◆ Brief: The answer must be the full set of records, repeated exactly.

[Stored items]
*** Block opens ***

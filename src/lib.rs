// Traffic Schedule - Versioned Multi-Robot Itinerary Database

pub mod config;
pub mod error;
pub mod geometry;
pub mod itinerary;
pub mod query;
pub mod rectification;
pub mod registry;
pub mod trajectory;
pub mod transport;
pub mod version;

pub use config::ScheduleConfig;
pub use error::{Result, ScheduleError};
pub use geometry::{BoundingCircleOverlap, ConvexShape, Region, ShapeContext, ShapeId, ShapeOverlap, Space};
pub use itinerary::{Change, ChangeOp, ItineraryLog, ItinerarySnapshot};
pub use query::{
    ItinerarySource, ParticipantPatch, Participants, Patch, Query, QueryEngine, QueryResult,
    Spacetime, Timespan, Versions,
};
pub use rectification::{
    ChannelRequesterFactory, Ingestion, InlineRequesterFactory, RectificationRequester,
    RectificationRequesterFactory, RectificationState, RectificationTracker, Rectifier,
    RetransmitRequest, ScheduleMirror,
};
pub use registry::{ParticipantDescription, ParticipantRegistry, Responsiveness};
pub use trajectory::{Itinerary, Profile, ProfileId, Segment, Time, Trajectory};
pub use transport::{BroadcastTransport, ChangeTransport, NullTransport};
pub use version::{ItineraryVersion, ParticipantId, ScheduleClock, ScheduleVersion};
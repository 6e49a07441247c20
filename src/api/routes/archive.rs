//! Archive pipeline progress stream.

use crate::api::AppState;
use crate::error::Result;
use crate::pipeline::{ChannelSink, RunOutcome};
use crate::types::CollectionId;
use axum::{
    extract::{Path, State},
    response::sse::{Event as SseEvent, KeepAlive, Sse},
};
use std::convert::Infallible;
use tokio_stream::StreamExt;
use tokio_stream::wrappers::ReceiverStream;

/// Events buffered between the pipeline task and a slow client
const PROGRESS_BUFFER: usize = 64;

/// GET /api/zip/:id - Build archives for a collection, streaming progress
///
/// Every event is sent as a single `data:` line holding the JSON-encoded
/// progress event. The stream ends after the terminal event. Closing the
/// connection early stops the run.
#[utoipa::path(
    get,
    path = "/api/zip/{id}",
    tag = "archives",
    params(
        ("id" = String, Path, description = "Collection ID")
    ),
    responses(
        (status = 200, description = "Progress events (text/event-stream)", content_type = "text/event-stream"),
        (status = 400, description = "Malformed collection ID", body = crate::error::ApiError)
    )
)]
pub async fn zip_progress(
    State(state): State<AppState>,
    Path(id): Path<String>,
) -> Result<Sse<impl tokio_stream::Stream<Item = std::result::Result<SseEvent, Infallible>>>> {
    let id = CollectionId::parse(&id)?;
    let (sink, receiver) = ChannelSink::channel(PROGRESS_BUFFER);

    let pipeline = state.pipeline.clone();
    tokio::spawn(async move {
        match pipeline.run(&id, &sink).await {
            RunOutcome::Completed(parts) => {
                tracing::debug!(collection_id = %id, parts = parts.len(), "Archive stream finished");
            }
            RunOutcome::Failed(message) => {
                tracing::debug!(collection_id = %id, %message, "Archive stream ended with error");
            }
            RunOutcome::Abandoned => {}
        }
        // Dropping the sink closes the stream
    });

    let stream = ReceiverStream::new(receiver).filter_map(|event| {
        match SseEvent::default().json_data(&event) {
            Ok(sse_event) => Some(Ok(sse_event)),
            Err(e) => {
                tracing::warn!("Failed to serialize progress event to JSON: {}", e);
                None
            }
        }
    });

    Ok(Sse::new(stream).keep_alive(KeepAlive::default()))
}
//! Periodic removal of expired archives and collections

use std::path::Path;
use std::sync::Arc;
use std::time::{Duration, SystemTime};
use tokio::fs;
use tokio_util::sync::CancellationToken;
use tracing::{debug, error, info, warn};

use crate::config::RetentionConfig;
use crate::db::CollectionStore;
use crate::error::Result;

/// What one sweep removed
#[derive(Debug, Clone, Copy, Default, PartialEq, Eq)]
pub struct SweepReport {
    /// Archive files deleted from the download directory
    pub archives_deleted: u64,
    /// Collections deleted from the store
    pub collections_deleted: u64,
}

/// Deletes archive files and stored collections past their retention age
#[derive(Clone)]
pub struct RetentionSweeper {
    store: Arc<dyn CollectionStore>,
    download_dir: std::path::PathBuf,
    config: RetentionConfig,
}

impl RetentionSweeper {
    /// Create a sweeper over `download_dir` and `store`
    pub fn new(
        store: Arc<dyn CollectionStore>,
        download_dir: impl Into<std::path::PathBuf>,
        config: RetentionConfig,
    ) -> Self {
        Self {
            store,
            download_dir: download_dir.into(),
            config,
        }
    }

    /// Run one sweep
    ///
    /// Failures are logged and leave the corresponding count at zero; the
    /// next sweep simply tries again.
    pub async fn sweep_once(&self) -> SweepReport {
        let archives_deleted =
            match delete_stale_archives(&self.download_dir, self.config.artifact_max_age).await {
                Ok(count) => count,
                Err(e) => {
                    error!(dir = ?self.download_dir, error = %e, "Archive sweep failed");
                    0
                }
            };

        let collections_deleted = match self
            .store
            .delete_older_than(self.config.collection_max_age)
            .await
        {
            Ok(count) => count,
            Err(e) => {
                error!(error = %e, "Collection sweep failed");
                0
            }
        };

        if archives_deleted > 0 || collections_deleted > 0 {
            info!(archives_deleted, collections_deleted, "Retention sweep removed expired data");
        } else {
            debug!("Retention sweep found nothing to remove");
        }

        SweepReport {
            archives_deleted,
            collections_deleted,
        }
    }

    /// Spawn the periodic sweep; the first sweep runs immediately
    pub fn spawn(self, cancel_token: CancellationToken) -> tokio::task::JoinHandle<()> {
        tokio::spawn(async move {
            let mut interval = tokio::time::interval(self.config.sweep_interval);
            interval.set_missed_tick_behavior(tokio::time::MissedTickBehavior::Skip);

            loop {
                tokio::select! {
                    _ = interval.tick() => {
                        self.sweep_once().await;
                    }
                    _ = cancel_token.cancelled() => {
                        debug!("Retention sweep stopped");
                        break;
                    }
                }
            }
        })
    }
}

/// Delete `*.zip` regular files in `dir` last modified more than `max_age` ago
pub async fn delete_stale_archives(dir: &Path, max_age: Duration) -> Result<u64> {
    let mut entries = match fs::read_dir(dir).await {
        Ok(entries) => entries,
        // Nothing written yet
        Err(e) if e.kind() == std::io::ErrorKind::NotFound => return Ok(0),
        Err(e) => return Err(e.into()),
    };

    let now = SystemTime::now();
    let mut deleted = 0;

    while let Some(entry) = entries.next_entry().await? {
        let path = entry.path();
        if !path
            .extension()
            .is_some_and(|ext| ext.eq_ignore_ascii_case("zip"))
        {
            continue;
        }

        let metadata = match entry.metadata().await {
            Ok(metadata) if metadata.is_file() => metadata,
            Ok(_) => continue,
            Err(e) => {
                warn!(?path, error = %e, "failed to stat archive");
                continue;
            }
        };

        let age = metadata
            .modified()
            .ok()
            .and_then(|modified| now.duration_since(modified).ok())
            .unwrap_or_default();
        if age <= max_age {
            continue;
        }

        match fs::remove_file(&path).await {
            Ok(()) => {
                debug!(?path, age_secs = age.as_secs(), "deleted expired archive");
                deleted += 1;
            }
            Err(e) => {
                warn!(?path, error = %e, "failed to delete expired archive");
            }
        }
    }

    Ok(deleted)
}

*** Block closes ***

◆ Solution to this exercise:
filename src/lib.rs
// Traffic Schedule - Versioned Multi-Robot Itinerary Database

pub mod config;
pub mod error;
pub mod geometry;
pub mod itinerary;
pub mod query;
pub mod rectification;
pub mod registry;
pub mod trajectory;
pub mod transport;
pub mod version;

pub use config::ScheduleConfig;
pub use error::{Result, ScheduleError};
pub use geometry::{BoundingCircleOverlap, ConvexShape, Region, ShapeContext, ShapeId, ShapeOverlap, Space};
pub use itinerary::{Change, ChangeOp, ItineraryLog, ItinerarySnapshot};
pub use query::{
    ItinerarySource, ParticipantPatch, Participants, Patch, Query, QueryEngine, QueryResult,
    Spacetime, Timespan, Versions,
};
pub use rectification::{
    ChannelRequesterFactory, Ingestion, InlineRequesterFactory, RectificationRequester,
    RectificationRequesterFactory, RectificationState, RectificationTracker, Rectifier,
    RetransmitRequest, ScheduleMirror,
};
pub use registry::{ParticipantDescription, ParticipantRegistry, Responsiveness};
pub use trajectory::{Itinerary, Profile, ProfileId, Segment, Time, Trajectory};
pub use transport::{BroadcastTransport, ChangeTransport, NullTransport};
pub use version::{ItineraryVersion, ParticipantId, ScheduleClock, ScheduleVersion};
repository 6e49a07441247c20
filename src/api/routes/archive.rs
//! Archive pipeline progress stream.

use crate::api::AppState;
use crate::error::Result;
use crate::pipeline::{ChannelSink, RunOutcome};
use crate::types::CollectionId;
use axum::{
    extract::{Path, State},
    response::sse::{Event as SseEvent, KeepAlive, Sse},
};
use std::convert::Infallible;
use tokio_stream::StreamExt;
use tokio_stream::wrappers::ReceiverStream;

/// Events buffered between the pipeline task and a slow client
const PROGRESS_BUFFER: usize = 64;

/// GET /api/zip/:id - Build archives for a collection, streaming progress
///
/// Every event is sent as a single `data:` line holding the JSON-encoded
/// progress event. The stream ends after the terminal event. Closing the
/// connection early stops the run.
#[utoipa::path(
    get,
    path = "/api/zip/{id}",
    tag = "archives",
    params(
        ("id" = String, Path, description = "Collection ID")
    ),
    responses(
        (status = 200, description = "Progress events (text/event-stream)", content_type = "text/event-stream"),
        (status = 400, description = "Malformed collection ID", body = crate::error::ApiError)
    )
)]
pub async fn zip_progress(
    State(state): State<AppState>,
    Path(id): Path<String>,
) -> Result<Sse<impl tokio_stream::Stream<Item = std::result::Result<SseEvent, Infallible>>>> {
    let id = CollectionId::parse(&id)?;
    let (sink, receiver) = ChannelSink::channel(PROGRESS_BUFFER);

    let pipeline = state.pipeline.clone();
    tokio::spawn(async move {
        match pipeline.run(&id, &sink).await {
            RunOutcome::Completed(parts) => {
                tracing::debug!(collection_id = %id, parts = parts.len(), "Archive stream finished");
            }
            RunOutcome::Failed(message) => {
                tracing::debug!(collection_id = %id, %message, "Archive stream ended with error");
            }
            RunOutcome::Abandoned => {}
        }
        // Dropping the sink closes the stream
    });

    let stream = ReceiverStream::new(receiver).filter_map(|event| {
        match SseEvent::default().json_data(&event) {
            Ok(sse_event) => Some(Ok(sse_event)),
            Err(e) => {
                tracing::warn!("Failed to serialize progress event to JSON: {}", e);
                None
            }
        }
    });

    Ok(Sse::new(stream).keep_alive(KeepAlive::default()))
}
//! Periodic removal of expired archives and collections

use std::path::Path;
use std::sync::Arc;
use std::time::{Duration, SystemTime};
use tokio::fs;
use tokio_util::sync::CancellationToken;
use tracing::{debug, error, info, warn};

use crate::config::RetentionConfig;
use crate::db::CollectionStore;
use crate::error::Result;

/// What one sweep removed
#[derive(Debug, Clone, Copy, Default, PartialEq, Eq)]
pub struct SweepReport {
    /// Archive files deleted from the download directory
    pub archives_deleted: u64,
    /// Collections deleted from the store
    pub collections_deleted: u64,
}

/// Deletes archive files and stored collections past their retention age
#[derive(Clone)]
pub struct RetentionSweeper {
    store: Arc<dyn CollectionStore>,
    download_dir: std::path::PathBuf,
    config: RetentionConfig,
}

impl RetentionSweeper {
    /// Create a sweeper over `download_dir` and `store`
    pub fn new(
        store: Arc<dyn CollectionStore>,
        download_dir: impl Into<std::path::PathBuf>,
        config: RetentionConfig,
    ) -> Self {
        Self {
            store,
            download_dir: download_dir.into(),
            config,
        }
    }

    /// Run one sweep
    ///
    /// Failures are logged and leave the corresponding count at zero; the
    /// next sweep simply tries again.
    pub async fn sweep_once(&self) -> SweepReport {
        let archives_deleted =
            match delete_stale_archives(&self.download_dir, self.config.artifact_max_age).await {
                Ok(count) => count,
                Err(e) => {
                    error!(dir = ?self.download_dir, error = %e, "Archive sweep failed");
                    0
                }
            };

        let collections_deleted = match self
            .store
            .delete_older_than(self.config.collection_max_age)
            .await
        {
            Ok(count) => count,
            Err(e) => {
                error!(error = %e, "Collection sweep failed");
                0
            }
        };

        if archives_deleted > 0 || collections_deleted > 0 {
            info!(archives_deleted, collections_deleted, "Retention sweep removed expired data");
        } else {
            debug!("Retention sweep found nothing to remove");
        }

        SweepReport {
            archives_deleted,
            collections_deleted,
        }
    }

    /// Spawn the periodic sweep; the first sweep runs immediately
    pub fn spawn(self, cancel_token: CancellationToken) -> tokio::task::JoinHandle<()> {
        tokio::spawn(async move {
            let mut interval = tokio::time::interval(self.config.sweep_interval);
            interval.set_missed_tick_behavior(tokio::time::MissedTickBehavior::Skip);

            loop {
                tokio::select! {
                    _ = interval.tick() => {
                        self.sweep_once().await;
                    }
                    _ = cancel_token.cancelled() => {
                        debug!("Retention sweep stopped");
                        break;
                    }
                }
            }
        })
    }
}

/// Delete `*.zip` regular files in `dir` last modified more than `max_age` ago
pub async fn delete_stale_archives(dir: &Path, max_age: Duration) -> Result<u64> {
    let mut entries = match fs::read_dir(dir).await {
        Ok(entries) => entries,
        // Nothing written yet
        Err(e) if e.kind() == std::io::ErrorKind::NotFound => return Ok(0),
        Err(e) => return Err(e.into()),
    };

    let now = SystemTime::now();
    let mut deleted = 0;

    while let Some(entry) = entries.next_entry().await? {
        let path = entry.path();
        if !path
            .extension()
            .is_some_and(|ext| ext.eq_ignore_ascii_case("zip"))
        {
            continue;
        }

        let metadata = match entry.metadata().await {
            Ok(metadata) if metadata.is_file() => metadata,
            Ok(_) => continue,
            Err(e) => {
                warn!(?path, error = %e, "failed to stat archive");
                continue;
            }
        };

        let age = metadata
            .modified()
            .ok()
            .and_then(|modified| now.duration_since(modified).ok())
            .unwrap_or_default();
        if age <= max_age {
            continue;
        }

        match fs::remove_file(&path).await {
            Ok(()) => {
                debug!(?path, age_secs = age.as_secs(), "deleted expired archive");
                deleted += 1;
            }
            Err(e) => {
                warn!(?path, error = %e, "failed to delete expired archive");
            }
        }
    }

    Ok(deleted)
}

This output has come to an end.